FOUND YR SRS SMOOSH ME'Z FELINE AN MAEK SUM OF NUM AN ME'Z DOG A YARN AN ME'Z DAWG AN MAEK MOD OF NUM AN ME'Z KAT A YARN MKAY

First we parse the result of SMOOSH

result = self.FELINE + str(NUM + self.DOG) + self.DAWG + str(NUM % self.CAT)

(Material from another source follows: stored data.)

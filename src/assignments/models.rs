// Assignment and submission models and DTOs

use chrono::{DateTime, Utc};
use serde::{Deserialize, Serialize};
use sqlx::FromRow;
use validator::Validate;

#[derive(Debug, Clone, Copy, PartialEq, Eq, Serialize, Deserialize, sqlx::Type)]
#[sqlx(type_name = "submission_status", rename_all = "PascalCase")]
pub enum SubmissionStatus {
    Submitted,
    Graded,
}

#[derive(Debug, Clone, FromRow, Serialize)]
#[serde(rename_all = "camelCase")]
pub struct Assignment {
    pub id: i32,
    pub title: String,
    pub description: String,
    pub batch_id: i32,
    pub subject_id: i32,
    pub due_date: DateTime<Utc>,
    pub created_by: i32,
    pub created_at: DateTime<Utc>,
}

#[derive(Debug, Clone, FromRow, Serialize)]
#[serde(rename_all = "camelCase")]
pub struct Submission {
    pub id: i32,
    pub assignment_id: i32,
    pub student_id: i32,
    pub content: String,
    pub status: SubmissionStatus,
    pub grade: Option<i32>,
    pub feedback: Option<String>,
    pub created_at: DateTime<Utc>,
    pub updated_at: DateTime<Utc>,
}

#[derive(Debug, Deserialize, Validate)]
#[serde(rename_all = "camelCase")]
pub struct CreateAssignment {
    #[validate(length(min = 1))]
    pub title: String,
    #[validate(length(min = 1))]
    pub description: String,
    pub batch: i32,
    pub subject: i32,
    pub due_date: DateTime<Utc>,
}

#[derive(Debug, Deserialize, Validate)]
pub struct SubmitAssignment {
    #[validate(length(min = 1))]
    pub content: String,
}

#[derive(Debug, Deserialize, Validate)]
pub struct GradeSubmission {
    #[validate(custom = "crate::validation::validate_grade_range")]
    pub grade: i32,
    pub feedback: Option<String>,
}

#[derive(Debug, Deserialize)]
#[serde(rename_all = "camelCase")]
pub struct StudentAssignmentsQuery {
    pub batch_id: Option<i32>,
}

/// Assignment joined with batch and subject names
#[derive(Debug, FromRow, Serialize)]
#[serde(rename_all = "camelCase")]
pub struct AssignmentWithNames {
    pub id: i32,
    pub title: String,
    pub description: String,
    pub batch_id: i32,
    pub batch_name: String,
    pub subject_id: i32,
    pub subject_name: String,
    pub due_date: DateTime<Utc>,
    pub created_by: i32,
    pub created_at: DateTime<Utc>,
}

/// Assignment merged with the requesting student's own submission, if any
#[derive(Debug, Serialize)]
#[serde(rename_all = "camelCase")]
pub struct StudentAssignment {
    #[serde(flatten)]
    pub assignment: AssignmentWithNames,
    pub submission: Option<Submission>,
}

/// Submission joined with student identity for grading views
#[derive(Debug, FromRow, Serialize)]
#[serde(rename_all = "camelCase")]
pub struct SubmissionWithStudent {
    pub id: i32,
    pub student_id: i32,
    pub student_name: String,
    pub student_email: String,
    pub content: String,
    pub status: SubmissionStatus,
    pub grade: Option<i32>,
    pub feedback: Option<String>,
    pub created_at: DateTime<Utc>,
}
//! Landing page: rankings per entity type plus dataset-wide counts.

use futures::future::join_all;
use std::sync::{Arc, Mutex};
use tracing::{debug, info, warn};

use super::{Generation, lock, targets};
use crate::api::AnalyticsClient;
use crate::canvas::RenderSink;
use crate::canvas::renderer::{
    RankedColumn, escape_html, render_ranked_list_html, render_stat_cards_html,
};
use crate::config::UiConfig;
use crate::error::Result;
use crate::types::{EntityType, GlobalStats, Rankings, display_number};

/// A landing-page section.
#[derive(Debug, Clone, Copy, PartialEq, Eq, Hash)]
pub enum OverviewSection {
    Rankings(EntityType),
    Stats,
}

impl OverviewSection {
    /// Every section of the landing page, in display order.
    pub fn all() -> Vec<OverviewSection> {
        let mut sections = vec![OverviewSection::Stats];
        sections.extend(
            [EntityType::Country, EntityType::Institution, EntityType::Researcher]
                .into_iter()
                .map(OverviewSection::Rankings),
        );
        sections
    }

    pub fn target(self) -> String {
        match self {
            OverviewSection::Rankings(entity) => targets::overview_section(entity),
            OverviewSection::Stats => targets::OVERVIEW_STATS.to_string(),
        }
    }
}

enum SectionData {
    Rankings(Rankings),
    Stats(GlobalStats),
}

pub struct OverviewBoard {
    client: AnalyticsClient,
    sink: Arc<dyn RenderSink>,
    ui: UiConfig,
    generation: Mutex<Generation>,
}

impl OverviewBoard {
    pub fn new(client: AnalyticsClient, sink: Arc<dyn RenderSink>, ui: UiConfig) -> Self {
        Self {
            client,
            sink,
            ui,
            generation: Mutex::new(Generation::default()),
        }
    }

    /// Load every section concurrently. A failed section is notified and
    /// keeps whatever it showed before.
    pub async fn load(&self) -> Vec<(OverviewSection, Result<()>)> {
        let ticket = lock(&self.generation).advance();
        info!(generation = %ticket, "Loading overview");

        let loads = OverviewSection::all().into_iter().map(|section| async move {
            let data = match section {
                OverviewSection::Rankings(entity) => {
                    self.client.rankings(entity).await.map(SectionData::Rankings)
                }
                OverviewSection::Stats => self.client.global_stats().await.map(SectionData::Stats),
            };
            (section, self.apply(ticket, section, data))
        });
        join_all(loads).await
    }

    fn apply(&self, ticket: Generation, section: OverviewSection, data: Result<SectionData>) -> Result<()> {
        let generation = lock(&self.generation);
        if !generation.is_current(ticket) {
            debug!(section = ?section, stale = %ticket, "Discarding superseded overview section");
            return Ok(());
        }
        let target = section.target();
        match data {
            Ok(SectionData::Rankings(rankings)) => {
                self.sink.set_html(&target, self.rankings_html(&rankings));
                Ok(())
            }
            Ok(SectionData::Stats(stats)) => {
                let ph = self.ui.placeholder.as_str();
                let cards = [
                    ("Researchers", display_number(&stats.researchers, ph)),
                    ("Countries", display_number(&stats.countries, ph)),
                    ("Institutions", display_number(&stats.institutions, ph)),
                    ("Fields", display_number(&stats.fields, ph)),
                ];
                self.sink.set_html(&target, render_stat_cards_html(&cards));
                Ok(())
            }
            Err(e) => {
                warn!(section = ?section, error = %e, "Overview section failed");
                let what = match section {
                    OverviewSection::Rankings(_) => "rankings",
                    OverviewSection::Stats => "statistics",
                };
                self.sink.notify(&e.user_message(what));
                Err(e)
            }
        }
    }

    fn rankings_html(&self, rankings: &Rankings) -> String {
        let ph = self.ui.placeholder.as_str();
        let no_data = self.ui.no_data_label.as_str();
        let total = rankings
            .total
            .as_ref()
            .map(|t| format!("<div class=\"total\">Total: {}</div>", escape_html(&t.to_string())))
            .unwrap_or_default();
        format!(
            "{}<div class=\"ranking\"><h3>By H-index</h3>{}</div><div class=\"ranking\"><h3>By RII</h3>{}</div>",
            total,
            render_ranked_list_html(&rankings.by_h_index, &[RankedColumn::PrimaryScore], no_data, ph),
            render_ranked_list_html(&rankings.by_rii, &[RankedColumn::SecondaryScore], no_data, ph),
        )
    }
}

#[cfg(test)]
mod tests {
    use super::*;
    use crate::api::{ApiRequest, MockBackend};
    use crate::canvas::Canvas;
    use serde_json::json;

    #[tokio::test]
    async fn test_sections_render_independently() {
        let mock = Arc::new(MockBackend::new());
        let canvas = Arc::new(Canvas::new());
        let board = OverviewBoard::new(
            AnalyticsClient::new(mock.clone()),
            canvas.clone(),
            UiConfig::default(),
        );
        mock.respond(
            ApiRequest::Rankings {
                entity: EntityType::Country,
            },
            json!({"total": 190, "by_h_index": [{"name": "Japan", "average_h_index": 41}], "by_rii": []}),
        );
        mock.respond(
            ApiRequest::Rankings {
                entity: EntityType::Researcher,
            },
            json!({"by_h_index": [], "by_rii": [{"full_name": "Kenji Ito", "rii": 3.1}]}),
        );
        mock.respond(
            ApiRequest::GlobalStats,
            json!({"researchers": 1200, "countries": 190, "institutions": 800}),
        );
        canvas.set_html("overview-institutions", "<p>cached</p>".into());

        let results = board.load().await;

        assert_eq!(results.len(), 4);
        let countries = canvas.content("overview-countries");
        assert!(countries.contains("Total: 190"));
        assert!(countries.contains("Japan"));
        assert!(canvas.content("overview-researchers").contains("RII: 3.1"));
        let stats = canvas.content(targets::OVERVIEW_STATS);
        assert!(stats.contains("Researchers<br><span>1200</span>"));
        assert!(stats.contains("Fields<br><span>-</span>"));
        // Institutions had no scripted response.
        assert_eq!(canvas.content("overview-institutions"), "<p>cached</p>");
        assert_eq!(canvas.notifications(), vec!["Failed to fetch rankings"]);
        let failed: Vec<_> = results.iter().filter(|(_, r)| r.is_err()).collect();
        assert_eq!(failed.len(), 1);
        assert_eq!(failed[0].0, OverviewSection::Rankings(EntityType::Institution));
    }
}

We can find that the result is:A59CAT0. So the method can be simplified to:

def CAT(self, NUM) :
    return self.CAT2 // NUM

Move on next class:

O HAI IM MATH
	HOW IZ I POWERIN YR ABC AN YR DEF
		BOTH SAEM DEF AN MAEK DEF A NUMBR, O RLY?
			YA RLY
			NO WAI
				FOUND YR FAIL
		OIC
		I HAS A INDEX ITZ 0
		I HAS A NUM ITZ ABC
		IM IN YR HOUSE UPPIN YR INDEX TIL BOTH SAEM INDEX AN DEF
			NUM R PRODUKT OF NUM AN SUM OF INDEX AN 1
		IM OUTTA YR HOUSE
		FOUND YR NUM
	IF U SAY SO
KTHX
I HAS A MATHS ITZ LIEK A MATH

We find that there is only a memeber method in this class and it is called “POWERIN”. Then we can get:

class MATH:
    def POWERIN(self, ABC, DEF) :
        if DEF != int(DEF) :
            return -1
        NUM = ABC
        INDEX = 0
        while DEF != INDEX :
            NUM = NUM * (INDEX + 1)
            INDEX += 1
        return NUM

We can translate the rest of code in this way.

Code

class Table:
    def __init__(self):
        self.DAWG = "CAT"
        self.CAT2 = 672
        self.DOG = 17
        self.FELINE = "A"
        self.KIT = 92.0
        self.KAT = 7.0
    
    def CAT(self, NUM):
        return self.CAT2 // NUM

global TABLES
global MATHS
class MATH:
    def POWERIN(self, ABC, DEF) :
        if DEF != int(DEF) :
            return -1
        NUM = ABC
        INDEX = 0
        while DEF != INDEX :
            NUM = NUM * (INDEX + 1)
            INDEX += 1
        return NUM

class PILE :
    def __init__(self):
        self.LENGTH = 0
        self.MAX = -1
        self.ITEMS = [0] * 1000
    def PUSHIN(self, ITEM) :
        if self.MAX != max(self.MAX, self.LENGTH) :
            self.ITEMS[self.LENGTH] = ITEM
            self.MAX += 1
        else:
            self.ITEMS[self.LENGTH] = ITEM
        self.LENGTH += 1
    
    def POPPIN(self) :
        if self.LENGTH != 0:
            self.LENGTH -= 1
            ITEM = self.ITEMS[self.LENGTH]
            return ITEM
    def GETTIN(self, INDEX) :
        if INDEX == min(INDEX, self.LENGTH) :
            return self.ITEMS[INDEX]
    
    def SIZIN(self) :
        return self.LENGTH
    

def CHECKIN(p) :
    C = True
    global MATHS
    if p.LENGTH == 3 :
        if ((p.GETTIN(0)-3)*15)+43 != 16807/7/7 :
            C = False
        if MATHS.POWERIN(p.GETTIN(0), p.GETTIN(1) / p.GETTIN(0)) != 16560 :
            C = False
        if TABLES.CAT(p.GETTIN(2)) != 16 :
            C = False
    return C

if __name__ == '__main__' :
    global TABLES
    global MATHS
    PIN = PILE()
    TABLES = Table()
    MATHS = MATH()
    NUMA = int(input())
    PIN.PUSHIN(NUMA)
    NUMB = int(input())
    PIN.PUSHIN(NUMB)
    NUMC = int(input())
    PIN.PUSHIN(NUMC)

    LOCK = CHECKIN(PIN)
    if LOCK :
        print('Correct Flag')
    else:
        print('Not Correct')
    

Therefore, we can calculate the value of $NUMA$ and we have already known the value of $NUMC$; therefore, we can calculate the value of $NUMB$. The flag will be the concatenation of $NUMA$, $NUMB$ and $NUMC$

Summary

Our team, “Digital Dragons”, got 3950 points in total in this contest. (Actually I could have solved Keith and Dawg 5 but there was no time…) I think it’s pretty good. We got international ranking 33 and rank 23 if we were in America.(BTW: we got the same score of Princeton High School). And the competition was really interesting and worth to play.